_Task directions_: When a line of the entries contains "Option", please list that line.

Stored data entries

'''

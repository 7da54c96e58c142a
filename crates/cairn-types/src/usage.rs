//! Usage metering types: billing periods, quota decisions, and the
//! write-once cost log.
//!
//! The trial billing period is a fixed sentinel, not a rolling month.
//! A trial allowance is a lifetime cap; keying it by month would grant
//! an accidental monthly reset.

use chrono::{DateTime, Datelike, Utc};
use serde::{Deserialize, Serialize};
use std::fmt;
use uuid::Uuid;

/// Fixed period key for trial users. Never changes, never rolls over.
pub const TRIAL_PERIOD_KEY: &str = "trial";

/// Subscription tier of a user, as granted by the billing system.
#[derive(Debug, Clone, Copy, PartialEq, Eq, Serialize, Deserialize)]
#[serde(rename_all = "lowercase")]
pub enum SubscriptionTier {
    Trial,
    Paid,
}

impl SubscriptionTier {
    pub fn is_trial(self) -> bool {
        matches!(self, SubscriptionTier::Trial)
    }
}

/// The key under which a usage counter is scoped.
#[derive(Debug, Clone, PartialEq, Eq, Serialize, Deserialize)]
pub enum BillingPeriod {
    /// Lifetime trial allowance.
    Trial,
    /// Calendar month, keyed as `"YYYY-MM"`.
    Month(String),
}

impl BillingPeriod {
    /// Resolve the current billing period for a tier.
    pub fn current(tier: SubscriptionTier, now: DateTime<Utc>) -> Self {
        match tier {
            SubscriptionTier::Trial => BillingPeriod::Trial,
            SubscriptionTier::Paid => {
                BillingPeriod::Month(format!("{:04}-{:02}", now.year(), now.month()))
            }
        }
    }

    /// The storage key for this period.
    pub fn key(&self) -> &str {
        match self {
            BillingPeriod::Trial => TRIAL_PERIOD_KEY,
            BillingPeriod::Month(key) => key,
        }
    }

    /// Start of the next period, if this period ever resets.
    ///
    /// Trial allowances never reset, so they have no reset instant.
    pub fn next_reset(&self, now: DateTime<Utc>) -> Option<DateTime<Utc>> {
        match self {
            BillingPeriod::Trial => None,
            BillingPeriod::Month(_) => {
                let (year, month) = if now.month() == 12 {
                    (now.year() + 1, 1)
                } else {
                    (now.year(), now.month() + 1)
                };
                chrono::NaiveDate::from_ymd_opt(year, month, 1)
                    .and_then(|d| d.and_hms_opt(0, 0, 0))
                    .map(|dt| dt.and_utc())
            }
        }
    }
}

impl fmt::Display for BillingPeriod {
    fn fmt(&self, f: &mut fmt::Formatter<'_>) -> fmt::Result {
        write!(f, "{}", self.key())
    }
}

/// Outcome of an atomic check-and-increment against a usage counter.
#[derive(Debug, Clone, Copy, PartialEq, Eq, Serialize, Deserialize)]
pub struct QuotaDecision {
    pub allowed: bool,
    /// Count after the call: incremented when allowed, untouched when
    /// rejected.
    pub current_count: u32,
    pub limit: u32,
    pub remaining: u32,
}

impl QuotaDecision {
    pub fn allowed(current_count: u32, limit: u32) -> Self {
        Self {
            allowed: true,
            current_count,
            limit,
            remaining: limit.saturating_sub(current_count),
        }
    }

    pub fn rejected(current_count: u32, limit: u32) -> Self {
        Self {
            allowed: false,
            current_count,
            limit,
            remaining: 0,
        }
    }
}

/// A stored usage counter row.
#[derive(Debug, Clone, Serialize, Deserialize)]
pub struct UsageCounter {
    pub user_id: Uuid,
    pub billing_period: String,
    pub count: u32,
    pub limit: u32,
    pub updated_at: DateTime<Utc>,
}

/// Write-once cost accounting entry. Best effort: its absence never
/// blocks or fails the surrounding request.
#[derive(Debug, Clone, Serialize, Deserialize)]
pub struct UsageLogEntry {
    pub id: Uuid,
    pub user_id: Uuid,
    pub conversation_id: Uuid,
    pub message_id: Uuid,
    pub model: String,
    pub prompt_tokens: u32,
    pub completion_tokens: u32,
    pub cost_usd: f64,
    pub created_at: DateTime<Utc>,
}

/// Structured rejection body returned instead of opening a stream.
#[derive(Debug, Clone, Serialize, Deserialize)]
pub struct RateLimitBody {
    /// Always `"rate_limited"`.
    pub error: String,
    pub message: String,
    pub is_trial: bool,
    /// ISO-8601 instant when the quota resets; null for trials.
    pub remaining_until_reset: Option<String>,
    pub current_count: u32,
    pub limit: u32,
}

impl RateLimitBody {
    pub fn new(decision: &QuotaDecision, period: &BillingPeriod, now: DateTime<Utc>) -> Self {
        let is_trial = matches!(period, BillingPeriod::Trial);
        let message = if is_trial {
            "You've used all of your trial messages. Upgrade to keep going.".to_string()
        } else {
            "You've reached this month's message limit.".to_string()
        };
        Self {
            error: "rate_limited".to_string(),
            message,
            is_trial,
            remaining_until_reset: period.next_reset(now).map(|dt| dt.to_rfc3339()),
            current_count: decision.current_count,
            limit: decision.limit,
        }
    }
}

'''

_Response to the exercise_:
    pub fn next_reset(&self, now: DateTime<Utc>) -> Option<DateTime<Utc>> {
    pub remaining_until_reset: Option<String>,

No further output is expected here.